*Exercise:* Starting at the first line of the listing below and ending at the line with "use std::io::Write;", copy each line exactly.

*Exercise data:*
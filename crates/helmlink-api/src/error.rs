use thiserror::Error;

/// Top-level error type for the `helmlink-api` crate.
///
/// Covers every failure mode of a bridge round trip: transport, non-success
/// status, and malformed payloads. `helmlink-core` maps any of these into a
/// single "link lost" outcome for its connection-health machine.
#[derive(Debug, Error)]
pub enum Error {
    // ── Transport ───────────────────────────────────────────────────
    /// HTTP transport error (connection refused, DNS failure, timeout, etc.)
    #[error("HTTP transport error: {0}")]
    Transport(#[from] reqwest::Error),

    /// URL parsing error.
    #[error("Invalid URL: {0}")]
    InvalidUrl(#[from] url::ParseError),

    // ── Bridge responses ────────────────────────────────────────────
    /// Non-success HTTP status from the bridge.
    #[error("Bridge returned HTTP {status}: {body}")]
    Status { status: u16, body: String },

    /// JSON deserialization failed, with the raw body for debugging.
    #[error("Deserialization error: {message}")]
    Deserialization { message: String, body: String },
}

impl Error {
    /// Returns `true` if this is a transient error worth a manual retry.
    pub fn is_transient(&self) -> bool {
        match self {
            Self::Transport(e) => e.is_timeout() || e.is_connect(),
            Self::Status { status, .. } => *status >= 500,
            _ => false,
        }
    }
}
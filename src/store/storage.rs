//! Key-value blob storage.
//!
//! The result store keeps everything under a single named key, the way
//! a browser keeps it in `localStorage`. `FileStorage` backs that with a
//! JSON object on disk; `MemoryStorage` keeps it in process.

use crate::error::StoreError;
use std::collections::{BTreeMap, HashMap};
use std::io::Write;
use std::path::{Path, PathBuf};
use std::sync::Mutex;
use tempfile::NamedTempFile;
use tracing::debug;

/// Named string blobs.
pub trait KeyValueStorage {
    /// Read the blob stored under `key`, if any.
    fn get(&self, key: &str) -> Result<Option<String>, StoreError>;

    /// Store `value` under `key`, replacing any previous value.
    fn set(&self, key: &str, value: &str) -> Result<(), StoreError>;

    /// Drop `key`. Missing keys are not an error.
    #[allow(dead_code)] // The CLI never clears the store itself
    fn remove(&self, key: &str) -> Result<(), StoreError>;
}

/// Storage file holding a JSON object of key -> blob.
#[derive(Debug, Clone)]
pub struct FileStorage {
    path: PathBuf,
}

impl FileStorage {
    pub fn new(path: impl Into<PathBuf>) -> Self {
        Self { path: path.into() }
    }

    pub fn path(&self) -> &Path {
        &self.path
    }

    fn io_error(&self, source: std::io::Error) -> StoreError {
        StoreError::Io {
            path: self.path.display().to_string(),
            source,
        }
    }

    fn read_all(&self) -> Result<BTreeMap<String, String>, StoreError> {
        let content = match std::fs::read(&self.path) {
            Ok(content) => content,
            Err(e) if e.kind() == std::io::ErrorKind::NotFound => {
                debug!("Storage file {} does not exist yet", self.path.display());
                return Ok(BTreeMap::new());
            }
            Err(e) => return Err(self.io_error(e)),
        };

        // An unreadable container is treated like an empty one; the result
        // store falls back to sample data for a missing key anyway.
        match serde_json::from_slice(&content) {
            Ok(map) => Ok(map),
            Err(e) => {
                debug!("Ignoring malformed storage file {}: {}", self.path.display(), e);
                Ok(BTreeMap::new())
            }
        }
    }

    fn write_all(&self, entries: &BTreeMap<String, String>) -> Result<(), StoreError> {
        let dir = match self.path.parent() {
            Some(parent) if !parent.as_os_str().is_empty() => parent.to_path_buf(),
            _ => PathBuf::from("."),
        };
        std::fs::create_dir_all(&dir).map_err(|e| self.io_error(e))?;

        let json = serde_json::to_string_pretty(entries)?;
        let mut tmp = NamedTempFile::new_in(&dir).map_err(|e| self.io_error(e))?;
        tmp.write_all(json.as_bytes())
            .map_err(|e| self.io_error(e))?;
        tmp.persist(&self.path)
            .map_err(|e| self.io_error(e.error))?;

        debug!("Wrote {} key(s) to {}", entries.len(), self.path.display());
        Ok(())
    }
}

impl KeyValueStorage for FileStorage {
    fn get(&self, key: &str) -> Result<Option<String>, StoreError> {
        Ok(self.read_all()?.remove(key))
    }

    fn set(&self, key: &str, value: &str) -> Result<(), StoreError> {
        let mut entries = self.read_all()?;
        entries.insert(key.to_string(), value.to_string());
        self.write_all(&entries)
    }

    fn remove(&self, key: &str) -> Result<(), StoreError> {
        let mut entries = self.read_all()?;
        if entries.remove(key).is_some() {
            self.write_all(&entries)?;
        }
        Ok(())
    }
}

/// In-process storage.
#[allow(dead_code)] // Backend for tests and embedding
#[derive(Debug, Default)]
pub struct MemoryStorage {
    entries: Mutex<HashMap<String, String>>,
}

#[allow(dead_code)]
impl MemoryStorage {
    pub fn new() -> Self {
        Self::default()
    }

    fn lock(&self) -> std::sync::MutexGuard<'_, HashMap<String, String>> {
        self.entries.lock().unwrap_or_else(|e| e.into_inner())
    }
}

impl KeyValueStorage for MemoryStorage {
    fn get(&self, key: &str) -> Result<Option<String>, StoreError> {
        Ok(self.lock().get(key).cloned())
    }

    fn set(&self, key: &str, value: &str) -> Result<(), StoreError> {
        self.lock().insert(key.to_string(), value.to_string());
        Ok(())
    }

    fn remove(&self, key: &str) -> Result<(), StoreError> {
        self.lock().remove(key);
        Ok(())
    }
}

impl<T: KeyValueStorage + ?Sized> KeyValueStorage for &T {
    fn get(&self, key: &str) -> Result<Option<String>, StoreError> {
        (**self).get(key)
    }

    fn set(&self, key: &str, value: &str) -> Result<(), StoreError> {
        (**self).set(key, value)
    }

    fn remove(&self, key: &str) -> Result<(), StoreError> {
        (**self).remove(key)
    }
}
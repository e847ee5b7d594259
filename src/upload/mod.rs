//! Image upload validation.
//!
//! An image is accepted when its MIME type is on the allow-list and its
//! size does not exceed the configured ceiling. Accepted images are
//! turned into a data URI, which is what the analysis record stores.

use crate::error::UploadError;
use base64::{engine::general_purpose::STANDARD, Engine};
use std::path::Path;
use tracing::{debug, info};

/// Default size ceiling (5 MiB).
pub const DEFAULT_MAX_BYTES: u64 = 5 * 1024 * 1024;

/// What an upload must satisfy.
#[derive(Debug, Clone)]
pub struct UploadPolicy {
    /// Accepted MIME types.
    pub allowed_types: Vec<String>,
    /// Largest accepted file, inclusive.
    pub max_bytes: u64,
}

impl Default for UploadPolicy {
    fn default() -> Self {
        Self {
            allowed_types: vec!["image/jpeg", "image/jpg", "image/png"]
                .into_iter()
                .map(String::from)
                .collect(),
            max_bytes: DEFAULT_MAX_BYTES,
        }
    }
}

impl From<&crate::config::UploadConfig> for UploadPolicy {
    fn from(config: &crate::config::UploadConfig) -> Self {
        Self {
            allowed_types: config.allowed_types.clone(),
            max_bytes: config.max_bytes,
        }
    }
}

impl UploadPolicy {
    /// Check type and size without touching the file contents.
    pub fn check(&self, mime_type: &str, size: u64) -> Result<(), UploadError> {
        if !self.allowed_types.iter().any(|t| t == mime_type) {
            return Err(UploadError::UnsupportedType {
                mime_type: mime_type.to_string(),
            });
        }

        if size > self.max_bytes {
            return Err(UploadError::TooLarge {
                size,
                max_bytes: self.max_bytes,
            });
        }

        Ok(())
    }
}

/// An accepted image.
#[derive(Debug, Clone, PartialEq, Eq)]
pub struct ImageUpload {
    pub file_name: String,
    pub mime_type: String,
    pub size: u64,
    /// `data:<mime>;base64,<payload>`
    pub data_uri: String,
}

/// MIME type implied by a file extension.
pub fn mime_type_for(path: &Path) -> &'static str {
    let ext = path
        .extension()
        .and_then(|e| e.to_str())
        .unwrap_or("")
        .to_lowercase();

    match ext.as_str() {
        "jpg" | "jpeg" | "jpe" => "image/jpeg",
        "png" => "image/png",
        "gif" => "image/gif",
        "webp" => "image/webp",
        "bmp" => "image/bmp",
        "tif" | "tiff" => "image/tiff",
        "svg" => "image/svg+xml",
        _ => "application/octet-stream",
    }
}

/// Encode raw bytes as a data URI.
pub fn to_data_uri(mime_type: &str, bytes: &[u8]) -> String {
    format!("data:{};base64,{}", mime_type, STANDARD.encode(bytes))
}

/// Validate the image at `path` and load it.
///
/// Type and size are checked from the extension and file metadata
/// before the contents are read.
pub fn load_image(path: &Path, policy: &UploadPolicy) -> Result<ImageUpload, UploadError> {
    let io_err = |source| UploadError::Io {
        path: path.display().to_string(),
        source,
    };

    let mime_type = mime_type_for(path);
    let metadata = std::fs::metadata(path).map_err(io_err)?;
    if !metadata.is_file() {
        return Err(io_err(std::io::Error::new(
            std::io::ErrorKind::InvalidInput,
            "not a regular file",
        )));
    }

    debug!(
        "Checking {} ({}, {} bytes)",
        path.display(),
        mime_type,
        metadata.len()
    );
    policy.check(mime_type, metadata.len())?;

    let bytes = std::fs::read(path).map_err(io_err)?;
    let file_name = path
        .file_name()
        .map(|n| n.to_string_lossy().to_string())
        .unwrap_or_default();

    info!("Accepted image {} ({} bytes)", file_name, bytes.len());

    Ok(ImageUpload {
        file_name,
        mime_type: mime_type.to_string(),
        size: bytes.len() as u64,
        data_uri: to_data_uri(mime_type, &bytes),
    })
}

*Response area:*
filename crates/helmlink-api/src/error.rs
use thiserror::Error;

/// Top-level error type for the `helmlink-api` crate.
///
/// Covers every failure mode of a bridge round trip: transport, non-success
/// status, and malformed payloads. `helmlink-core` maps any of these into a
/// single "link lost" outcome for its connection-health machine.
#[derive(Debug, Error)]
pub enum Error {
    // ── Transport ───────────────────────────────────────────────────
    /// HTTP transport error (connection refused, DNS failure, timeout, etc.)
    #[error("HTTP transport error: {0}")]
    Transport(#[from] reqwest::Error),

    /// URL parsing error.
    #[error("Invalid URL: {0}")]
    InvalidUrl(#[from] url::ParseError),

    // ── Bridge responses ────────────────────────────────────────────
    /// Non-success HTTP status from the bridge.
    #[error("Bridge returned HTTP {status}: {body}")]
    Status { status: u16, body: String },

    /// JSON deserialization failed, with the raw body for debugging.
    #[error("Deserialization error: {message}")]
    Deserialization { message: String, body: String },
}

impl Error {
    /// Returns `true` if this is a transient error worth a manual retry.
    pub fn is_transient(&self) -> bool {
        match self {
            Self::Transport(e) => e.is_timeout() || e.is_connect(),
            Self::Status { status, .. } => *status >= 500,
            _ => false,
        }
    }
}
filename src/store/storage.rs
//! Key-value blob storage.
//!
//! The result store keeps everything under a single named key, the way
//! a browser keeps it in `localStorage`. `FileStorage` backs that with a
//! JSON object on disk; `MemoryStorage` keeps it in process.

use crate::error::StoreError;
use std::collections::{BTreeMap, HashMap};
use std::io::Write;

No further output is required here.